The first half of the film, though crisply directed by Hood, offers few surprises as Ender overcomes the challenges thrown at him as he makes his way through the training ranks, always with Graff alternately testing and mentoring him. He acquires followers more easily than friends, but after proving himself over and over again, no one questions his leadership. And so it is that as a tender adolescent, he is sent to train for the ultimate showdown between humankind and the Formics. It does, however, succeed as the perfect vehicle for the potent wish-fulfillment of loners and oddballs everywhere who long to belong. If it lacks the intricate history of the novel, it finds its redemption in sheer emotional power.
Character is rarely overshadowed by the special effects necessary to tell the story. Zero gravity training bubbles, video mind games brought to full-scale and full-screen life, graphics simulators with all the punch of real interplanetary battles, are all integrated seamlessly and with a suspense that is cerebral more than adrenal. While Ford growls his way through his part, and now without being effective, and Viola Davis as the psychologist who questions the morality of turning children into killing machines is grapples with a part that is underwritten by infusing it with palpable warmth and compassion, Butterfield is a revelation. With his preternatural blue eyes, and eerie self-possession, he makes Ender not just complicated, but also, with assured subtlety, emotionally resonant. He balances Ender between the extremes of violence and compassion demanded, without making one misstep in the almost two hours he is on screen. His posse, played by Hailee Stanfield, Conor Carroll, Aramis Knight, Suraj Partha, are standard issue, but there is something about the way Butterfield has Ender believe in them that makes them as important to us as they are to him. Special kudos to Moisas Arias as Enders nemesis at Battle School, a tightly wound and feral beast packed into a diminutive statue that takes nothing away from his menace. I would remind the reader of Arias earlier role as Biaggio in KINGS OF SUMMER earlier this year when I say that there is no young actor working today who is more arresting or fearless.

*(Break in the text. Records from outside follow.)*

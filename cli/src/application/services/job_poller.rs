//! Job status polling.
//!
//! Imports only from `crate::domain`, `crate::application::ports` and the
//! pipeline.

use std::time::Duration;

use modelhub_common::{JobId, JobResult, JobState};

use crate::application::pipeline::Pipeline;
use crate::application::ports::{HttpTransport, ProgressReporter, TemplateSource};
use crate::application::services::render::{TemplateRenderer, build_request};
use crate::domain::{Bindings, ClientError, Credentials, TemplateId};

/// Fixed delay before every status request. No backoff, no jitter.
pub const POLL_INTERVAL: Duration = Duration::from_millis(1000);

/// Where a polling loop stands.
#[derive(Debug, Clone, Copy, PartialEq, Eq)]
pub enum PollState {
    /// Submitted, no status fetched yet.
    Pending,
    /// At least one status fetched, job still running.
    Polling,
    Completed,
    Failed,
}

impl From<JobState> for PollState {
    fn from(state: JobState) -> Self {
        match state {
            JobState::Running => Self::Polling,
            JobState::Completed => Self::Completed,
            JobState::Failed => Self::Failed,
        }
    }
}

/// Everything one status request needs.
pub struct StatusClient<'a, T, S> {
    pub transport: &'a T,
    pub renderer: &'a TemplateRenderer<S>,
    pub base_url: &'a str,
    pub credentials: &'a Credentials,
    /// Prefix for service faults raised while fetching status.
    pub context: &'a str,
}

impl<T: HttpTransport, S: TemplateSource> StatusClient<'_, T, S> {
    /// Issue exactly one RetrieveJobStatus request.
    ///
    /// # Errors
    ///
    /// Returns any template, transport or classification error.
    pub async fn fetch(&self, job_id: &JobId) -> Result<JobResult, ClientError> {
        let mut bindings = Bindings::new().with("JobId", job_id.as_str());
        self.credentials.bind(&mut bindings);
        let request = build_request(self.renderer, TemplateId::RetrieveJobStatus, &bindings)?;

        Pipeline::job_status(self.context)
            .dispatch(self.transport, self.base_url, &request)
            .await?
            .into_job()
    }
}

/// Poll `job_id` until it completes or fails.
///
/// Waits [`POLL_INTERVAL`] before each request; request N+1 is only sent
/// once response N has been seen. With `max_attempts` unset the loop has no
/// upper bound.
///
/// # Errors
///
/// - [`ClientError::JobFailed`] with the job's own message when it fails
/// - [`ClientError::EmptyResult`] when a completed job carries no result
/// - [`ClientError::PollLimitExceeded`] when `max_attempts` runs out
/// - any pipeline error, which ends the loop immediately
pub async fn poll_job<T: HttpTransport, S: TemplateSource>(
    client: &StatusClient<'_, T, S>,
    reporter: &impl ProgressReporter,
    job_id: &JobId,
    max_attempts: Option<u32>,
) -> Result<String, ClientError> {
    let mut state = PollState::Pending;
    let mut attempts: u32 = 0;

    loop {
        if max_attempts.is_some_and(|max| attempts >= max) {
            return Err(ClientError::PollLimitExceeded {
                job_id: job_id.to_string(),
                attempts,
            });
        }

        tokio::time::sleep(POLL_INTERVAL).await;
        attempts += 1;
        let status = client.fetch(job_id).await?;
        tracing::debug!(job = %job_id, attempt = attempts, state = %status.state, "job status");

        let next = PollState::from(status.state);
        if state == PollState::Pending && next == PollState::Polling {
            reporter.step(&format!("Job {job_id} is running"));
        }
        state = next;

        match state {
            PollState::Pending | PollState::Polling => {}
            PollState::Completed => {
                return status.result().map(str::to_string).ok_or_else(|| {
                    ClientError::EmptyResult(format!("job {job_id} completed without a result"))
                });
            }
            PollState::Failed => {
                let message = status
                    .error_message()
                    .map_or_else(|| format!("Job {job_id} failed"), str::to_string);
                return Err(ClientError::JobFailed(message));
            }
        }
    }
}
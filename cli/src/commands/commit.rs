//! `modelhub commit`: commit a working copy back to the team server.

use anyhow::Result;
use clap::Args;

use crate::app::AppContext;
use crate::application::services::platform::validate_base_revision;
use crate::commands::finish;
use crate::domain::handles::DEFAULT_BRANCH;
use crate::output::TerminalReporter;

/// Arguments for the commit command.
#[derive(Args)]
pub struct CommitArgs {
    /// Project id
    #[arg(long)]
    pub project: String,

    /// Working copy id returned by `working-copy`
    #[arg(long)]
    pub working_copy: String,

    /// Branch to commit to
    #[arg(long, default_value = DEFAULT_BRANCH)]
    pub branch: String,

    /// Revision the changes are based on; -1 selects the latest
    #[arg(long, allow_negative_numbers = true)]
    pub base_revision: i64,
}

/// Run the commit command.
///
/// The base revision is checked before the configuration is read.
///
/// # Errors
///
/// Returns an error for an invalid base revision, incomplete configuration
/// or a failed job.
pub async fn run(app: &AppContext, args: &CommitArgs) -> Result<()> {
    validate_base_revision(args.base_revision)?;

    let services = app.job_services()?;
    let reporter = TerminalReporter::new(&app.output);
    let client = services.client(&reporter);

    let outcome = client
        .commit_working_copy_by_id(
            &args.project,
            &args.working_copy,
            &args.branch,
            args.base_revision,
        )
        .await;
    let revision = finish(&reporter, "Commit failed", outcome)?;
    app.renderer().render_revision(&revision)
}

Though focused on young adults, this is a film that is sophisticated in scope and execution. Never ironic, it poses its questions of relative morality with an unflinching directness designed, and that succeeds, in taking us aback when the mindset of win at any cost is played to its logical conclusion, unchecked by reflection or a thoughtful question. ENDERS GAME has its moment of slack, but it has more moments of shock, disquiet, and simple horror at what humans are capable of in the name of survival.